Some decisions require patience.
Others require courage.
And sometimes the most faithful thing you can do is simply take a step that allows you to learn.
Not recklessly.
Not impulsively.
But faithfully.
So if you’ve been circling a decision for weeks or months — if you keep praying for clarity but nothing seems to shift —
you may not be waiting on God to reveal the whole path.
You may simply be waiting to take the first step.
Try asking:
What is the smallest reversible step I could take that would help me learn?
You don’t need the entire path.
You just need enough light for the next step.
If this resonated with you — you’re not alone.
I write regularly about decision-making, faith, and the hidden patterns that quietly keep thoughtful Christians stuck.
If you’re trying to move forward with more clarity and less anxiety, you can subscribe to Choosing Well here.
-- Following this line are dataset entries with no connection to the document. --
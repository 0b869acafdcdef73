//! 单幅图像的完整分析流程: 检测, 过滤, 归属, 测量, 绘制.

use crate::assign::{assign_foci, NucleusRecord};
use crate::config::AnalysisConfig;
use crate::dataset::ImageBundle;
use crate::detect::{Detector, ObjectRole};
use crate::nucleus::{MeasureChannels, Measurer};
use crate::overlay::Overlay;
use crate::report::MeasurementRow;
use crate::{AnalysisError, AnalysisResult, Calibration, ObjectPopulation};
use log::info;

/// 一幅图像的分析结果.
#[derive(Debug, Clone)]
pub struct ImageReport {
    name: String,
    calibration: Calibration,
    rows: Vec<MeasurementRow>,
    overlay: Overlay,
}

impl ImageReport {
    /// 图像名.
    #[inline]
    pub fn name(&self) -> &str {
        &self.name
    }

    /// 实际使用的标定信息.
    #[inline]
    pub fn calibration(&self) -> Calibration {
        self.calibration
    }

    /// 每个细胞核一行, 顺序与细胞核集合一致.
    #[inline]
    pub fn rows(&self) -> &[MeasurementRow] {
        &self.rows
    }

    /// 结果叠加图.
    #[inline]
    pub fn overlay(&self) -> &Overlay {
        &self.overlay
    }
}

#[cfg(feature = "rayon")]
#[inline]
fn measure_rows(
    m: &Measurer,
    records: &[NucleusRecord<'_>],
    channels: &MeasureChannels<'_>,
) -> AnalysisResult<Vec<MeasurementRow>> {
    m.par_measure_all(records, channels)
}

#[cfg(not(feature = "rayon"))]
#[inline]
fn measure_rows(
    m: &Measurer,
    records: &[NucleusRecord<'_>],
    channels: &MeasureChannels<'_>,
) -> AnalysisResult<Vec<MeasurementRow>> {
    m.measure_all(records, channels)
}

/// 分析流程. 持有不可变的配置与一个检测器.
#[derive(Debug, Clone)]
pub struct Pipeline<D: Detector> {
    config: AnalysisConfig,
    detector: D,
}

impl<D: Detector> Pipeline<D> {
    /// 创建流程. `config` 非法时返回 `Configuration`.
    pub fn new(config: AnalysisConfig, detector: D) -> AnalysisResult<Self> {
        Ok(Self {
            config: config.validated()?,
            detector,
        })
    }

    /// 分析参数.
    #[inline]
    pub fn config(&self) -> &AnalysisConfig {
        &self.config
    }

    /// 确定 `bundle` 使用的标定信息.
    ///
    /// 配置中的水平像素尺寸优先于输入包自带的标定. 两者都没有时返回 `Configuration`.
    pub fn calibration(&self, bundle: &ImageBundle) -> AnalysisResult<Calibration> {
        let resolved = match (self.config.pixel_size_xy(), bundle.calibration()) {
            (Some(size), Some(cal)) => cal.with_xy(size),
            (Some(size), None) => Calibration::isotropic_xy(size),
            (None, cal) => cal,
        };
        resolved.ok_or_else(|| {
            AnalysisError::Configuration(format!(
                "no calibration for image `{}`; set `pixel_size_xy`",
                bundle.name()
            ))
        })
    }

    /// 检测并过滤细胞核: 面积范围, 水平边缘, 以及 (配置了下限时) DAPI 平均强度.
    /// 过滤后标签重置为 `1..=n`.
    pub fn detect_nuclei(&self, bundle: &ImageBundle, pixel_area: f64) -> AnalysisResult<ObjectPopulation> {
        let mut pop = self.detector.detect(bundle, ObjectRole::Nucleus)?;
        info!("nuclei detected: {}", pop.len());

        let (lo, hi) = self.config.nucleus_area().to_voxels(pixel_area);
        pop.filter_size(lo, hi);
        if self.config.exclude_border_nuclei() {
            pop.exclude_borders_xy(bundle.shape());
        }
        if let Some(min) = self.config.nucleus_intensity_min() {
            pop.filter_min_mean_intensity(bundle.dapi(), min)?;
        }
        info!("nuclei remaining after filtering: {}", pop.len());

        pop.reset_labels();
        Ok(pop)
    }

    /// 检测并按面积范围过滤一类 foci. 过滤后标签重置为 `1..=n`.
    pub fn detect_foci(
        &self,
        bundle: &ImageBundle,
        role: ObjectRole,
        pixel_area: f64,
    ) -> AnalysisResult<ObjectPopulation> {
        let mut pop = self.detector.detect(bundle, role)?;
        info!("{role} foci detected: {}", pop.len());

        let (lo, hi) = self.config.foci_area().to_voxels(pixel_area);
        pop.filter_size(lo, hi);
        info!("{role} foci remaining after filtering: {}", pop.len());

        pop.reset_labels();
        Ok(pop)
    }

    /// 分析一幅图像. 每个通过过滤的细胞核恰好产生一行结果.
    ///
    /// 任一细胞核测量失败时, 整幅图像失败, 不产生部分结果.
    pub fn process(&self, bundle: &ImageBundle) -> AnalysisResult<ImageReport> {
        info!("--- analyzing image {} ---", bundle.name());
        let calibration = self.calibration(bundle)?;
        let pixel_area = calibration.pixel_area();

        let nuclei = self.detect_nuclei(bundle, pixel_area)?;
        let pml = self.detect_foci(bundle, ObjectRole::Pml, pixel_area)?;
        let rnf4 = self.detect_foci(bundle, ObjectRole::Rnf4, pixel_area)?;
        for obj in nuclei.iter().chain(pml.iter()).chain(rnf4.iter()) {
            obj.ensure_within(bundle.shape())?;
        }

        let records = assign_foci(&nuclei, &pml, &rnf4);
        let measurer = Measurer::from_config(&self.config, pixel_area)?;
        let channels = MeasureChannels {
            pml: bundle.pml(),
            rnf4: bundle.rnf4(),
            rnf111: bundle.rnf111(),
        };
        let rows = measure_rows(&measurer, &records, &channels)?;
        let overlay = Overlay::draw(&records, bundle.shape())?;
        info!("{} nuclei measured", rows.len());

        Ok(ImageReport {
            name: bundle.name().to_string(),
            calibration,
            rows,
            overlay,
        })
    }
}

#[cfg(test)]
mod tests {
    use super::Pipeline;
    use crate::config::{AnalysisConfig, AreaRange, DilationRadius};
    use crate::dataset::ImageBundle;
    use crate::detect::{ObjectRole, StoredLabels};
    use crate::{AnalysisError, Calibration, CalibratedImage};
    use ndarray::{s, Array3};

    const SHAPE: (usize, usize, usize) = (1, 30, 30);

    fn config() -> AnalysisConfig {
        AnalysisConfig::new(
            AreaRange::new(30.0, 150.0),
            Some(5000.0),
            AreaRange::new(1.0, 10.0),
            0.25,
            DilationRadius::default(),
        )
        .unwrap()
    }

    /// 三个细胞核: 7 号合格, 8 号接触边缘, 9 号 DAPI 太暗.
    fn bundle() -> ImageBundle {
        let mut nuclei = Array3::<u32>::zeros(SHAPE);
        nuclei.slice_mut(s![.., 5..15, 5..15]).fill(7);
        nuclei.slice_mut(s![.., 0..8, 20..28]).fill(8);
        nuclei.slice_mut(s![.., 18..26, 18..26]).fill(9);

        let mut dapi = Array3::<f32>::from_elem(SHAPE, 6000.0);
        dapi.slice_mut(s![.., 18..26, 18..26]).fill(100.0);

        let mut pml = Array3::<u32>::zeros(SHAPE);
        pml.slice_mut(s![.., 7, 7..10]).fill(1);
        pml.slice_mut(s![.., 11, 6..11]).fill(2);
        // 面积 25, 超出范围
        pml.slice_mut(s![.., 20..25, 20..25]).fill(3);

        let mut rnf4 = Array3::<u32>::zeros(SHAPE);
        rnf4.slice_mut(s![.., 6..8, 8..10]).fill(5);

        let ones = || CalibratedImage::new(Array3::from_elem(SHAPE, 1.0));
        ImageBundle::new("synthetic", ones(), ones(), ones(), CalibratedImage::new(dapi))
            .unwrap()
            .with_labels(ObjectRole::Nucleus, nuclei)
            .unwrap()
            .with_labels(ObjectRole::Pml, pml)
            .unwrap()
            .with_labels(ObjectRole::Rnf4, rnf4)
            .unwrap()
            .with_calibration(Calibration::isotropic_xy(1.0).unwrap())
    }

    #[test]
    fn test_process() {
        let _ = simple_logger::init_with_level(log::Level::Debug);
        let p = Pipeline::new(config(), StoredLabels).unwrap();
        let report = p.process(&bundle()).unwrap();
        assert_eq!(report.name(), "synthetic");
        assert_eq!(report.rows().len(), 1);

        let row = &report.rows()[0];
        assert_eq!(row.nucleus_id, 1);
        assert_eq!(row.nucleus_area, 100.0);
        assert_eq!(row.pml_foci_count, 2);
        assert_eq!(row.pml_foci_area, 8.0);
        assert_eq!(row.rnf4_foci_count, 1);
        assert_eq!(row.rnf4_foci_area, 4.0);
        assert_eq!(row.rnf4_positive_pml_count, 1);
        assert_eq!(row.rnf4_positive_pml_area, 3.0);
        assert_eq!(row.pml_positive_rnf4_count, 1);
        assert_eq!(row.overlap_area, 2.0);
        assert!(row.pml_diffuse_intensity < row.pml_intensity);

        assert_eq!(report.overlay().nuclei()[(0, 10, 10)], 1);
        assert_eq!(report.overlay().nuclei()[(0, 20, 20)], 0);
    }

    #[test]
    fn test_border_nuclei_kept_when_disabled() {
        let p = Pipeline::new(config().with_exclude_border_nuclei(false), StoredLabels).unwrap();
        let report = p.process(&bundle()).unwrap();
        assert_eq!(report.rows().len(), 2);
        assert_eq!(report.rows()[1].nucleus_id, 2);
        assert_eq!(report.rows()[1].nucleus_area, 64.0);
    }

    /// 默认配置不按 DAPI 强度过滤, 8 位数据中的暗细胞核照常输出.
    #[test]
    fn test_dim_nucleus_kept_by_default() {
        let mut nuclei = Array3::<u32>::zeros(SHAPE);
        nuclei.slice_mut(s![.., 5..15, 5..15]).fill(1);
        let img = || CalibratedImage::new(Array3::from_elem(SHAPE, 200.0));
        let b = ImageBundle::new("dim", img(), img(), img(), img())
            .unwrap()
            .with_labels(ObjectRole::Nucleus, nuclei)
            .unwrap()
            .with_labels(ObjectRole::Pml, Array3::zeros(SHAPE))
            .unwrap()
            .with_labels(ObjectRole::Rnf4, Array3::zeros(SHAPE))
            .unwrap()
            .with_calibration(Calibration::isotropic_xy(1.0).unwrap());

        let p = Pipeline::new(AnalysisConfig::default(), StoredLabels).unwrap();
        let report = p.process(&b).unwrap();
        assert_eq!(report.rows().len(), 1);
        assert_eq!(report.rows()[0].nucleus_area, 100.0);

        let strict = AnalysisConfig::default().with_nucleus_intensity_min(Some(5000.0));
        let p = Pipeline::new(strict, StoredLabels).unwrap();
        assert!(p.process(&b).unwrap().rows().is_empty());
    }

    #[test]
    fn test_calibration_resolution() {
        let p = Pipeline::new(config(), StoredLabels).unwrap();
        let b = bundle();
        assert_eq!(p.calibration(&b).unwrap().pixel_area(), 1.0);

        let p = Pipeline::new(config().with_pixel_size_xy(Some(0.5)), StoredLabels).unwrap();
        assert_eq!(p.calibration(&b).unwrap().pixel_area(), 0.25);

        let img = || CalibratedImage::new(Array3::zeros(SHAPE));
        let bare = ImageBundle::new("bare", img(), img(), img(), img()).unwrap();
        let p = Pipeline::new(config(), StoredLabels).unwrap();
        assert!(matches!(
            p.calibration(&bare).unwrap_err(),
            AnalysisError::Configuration(_)
        ));
    }

    #[test]
    fn test_missing_detector_output() {
        let img = || CalibratedImage::new(Array3::zeros(SHAPE));
        let bare = ImageBundle::new("bare", img(), img(), img(), img())
            .unwrap()
            .with_calibration(Calibration::isotropic_xy(1.0).unwrap());
        let p = Pipeline::new(config(), StoredLabels).unwrap();
        assert!(matches!(p.process(&bare), Err(AnalysisError::Configuration(_))));
    }

    #[test]
    fn test_invalid_config_rejected() {
        let bad = config().with_pixel_size_xy(Some(-1.0));
        assert!(Pipeline::new(bad, StoredLabels).is_err());
    }
}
Josh, this is excellent and resonates deeply with me. I've certainly let the need for certainty paralyze me at times in my life. Even certainty in my faith, which doesn't even make sense because faith, by definition, includes doubt. Interestingly, even Jesus doesn't call us to certainty, He calls us to faith. He says your "faith" has made you well, not your "certainty." He never said "blessed are those who have no questions." Maybe it's because if something is certain, then faith is no longer required and therefore no need for trust. Uncertainty creates the space where trust can actually exist. So, yeah, moving toward clarity in decision making is good and wise. We should do that, while embracing the realities of faith, doubt and ultimate trust in the One guiding us. I love your thoughts and your wisdom on this!
This resonated so much and is so timely for me personally. I am writing a book and I am so uncomfortable with social media -- really any attention. But, then I read how publishers want you to have some kind of online presence. Instagram and those sort of social media avenues felt way to intimidating. I learned about Substack and that felt High Stakes to me, but in actuality is probably Low Stakes. It became my toe in the pool which has become a fun exploration. Loved this and will revisit it often! Thank you!